Las imágenes que circulan en redes sociales son desoladoras: carreteras cortadas, puentes colapsados, viviendas anegadas y personas desplazándose en balsas improvisadas. Además, la emergencia ha dejado al descubierto la falta de infraestructuras adecuadas y el limitado acceso a servicios básicos en algunas áreas de Ecuador, especialmente en las comunidades indígenas y campesinas que suelen ser las más vulnerables ante este tipo de situaciones.
Ante la magnitud de la catástrofe, el gobierno de Ecuador ha declarado el estado de emergencia en las zonas afectadas y ha movilizado a miles de efectivos de las fuerzas armadas y la policía para colaborar en las labores de rescate y asistencia a los damnificados. Además, se han habilitado varios albergues y centros de acogida para las personas que han quedado sin hogar o cuyas viviendas han sido seriamente dañadas por la lluvia.
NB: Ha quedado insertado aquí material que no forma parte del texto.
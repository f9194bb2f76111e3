use procmodel_core::db::open_db;
use procmodel_core::model::process::unix_now;
use procmodel_core::source::{ConsumerExit, ConsumerFailure, FatalHandler};
use procmodel_core::{
    start, Caller, CleanupReport, Collaborators, Permission, ProcessDocument, ProcessRepository,
    ServiceConfig, SqliteProcessRepository,
};
use std::sync::Arc;
use std::time::Duration;

fn no_fatal() -> FatalHandler {
    Arc::new(|failure: &ConsumerFailure| panic!("consumer failed: {failure}"))
}

async fn wait_until(mut done: impl FnMut() -> bool) {
    for _ in 0..500 {
        if done() {
            return;
        }
        tokio::time::sleep(Duration::from_millis(10)).await;
    }
    panic!("condition not reached in time");
}

fn local_config(database_path: String) -> ServiceConfig {
    ServiceConfig {
        database_path,
        permissions_url: "-".to_string(),
        cleanup_interval_secs: 0,
        ..ServiceConfig::default()
    }
}

#[tokio::test]
async fn local_authority_restart_keeps_stored_documents() {
    let dir = tempfile::tempdir().unwrap();
    let config = local_config(dir.path().join("store.sqlite3").display().to_string());
    let alice = Caller::new("alice", "token-alice");

    let first = start(
        &config,
        Collaborators::from_config(&config).await.unwrap(),
        no_fatal(),
    )
    .await
    .unwrap();
    let created = first
        .controller()
        .publish_create(&alice, ProcessDocument::new("", "Order handling"))
        .await
        .unwrap();
    let materializer = first.controller().materializer().clone();
    wait_until(|| materializer.exists(&created.id).unwrap()).await;
    assert_eq!(first.shutdown().await, vec![ConsumerExit::Closed]);
    drop(materializer);

    // Push the document past the cleanup grace window.
    let repo = SqliteProcessRepository::try_new(open_db(&config.database_path).unwrap()).unwrap();
    let mut stored = repo.get_process(&created.id).unwrap().unwrap();
    stored.last_updated_unix = unix_now() - 3600;
    repo.upsert_process(&stored).unwrap();
    drop(repo);

    let restarted = start(
        &config,
        Collaborators::from_config(&config).await.unwrap(),
        no_fatal(),
    )
    .await
    .unwrap();
    let report = restarted.reconciler().cleanup().await.unwrap();

    assert_eq!(report, CleanupReport::default());
    let read = restarted
        .controller()
        .read_process(&alice, &created.id, Permission::Read)
        .await
        .unwrap();
    assert_eq!(read.owner, "alice");
    restarted.shutdown().await;
}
El caso de Ecuador no es aislado y pone de manifiesto la urgencia de tomar medidas para prevenir y mitigar el impacto de los desastres naturales en países en vías de desarrollo. Según los expertos, el cambio climático y la falta de inversión en infraestructuras resilientes son algunos de los factores que están exacerbando los efectos de las lluvias torrenciales en América Latina y el resto del mundo. Es necesario, por tanto, que los gobiernos y organismos internacionales redoblen sus esfuerzos en esta materia y pongan en marcha estrategias sólidas y coordinadas para proteger a las poblaciones más vulnerables.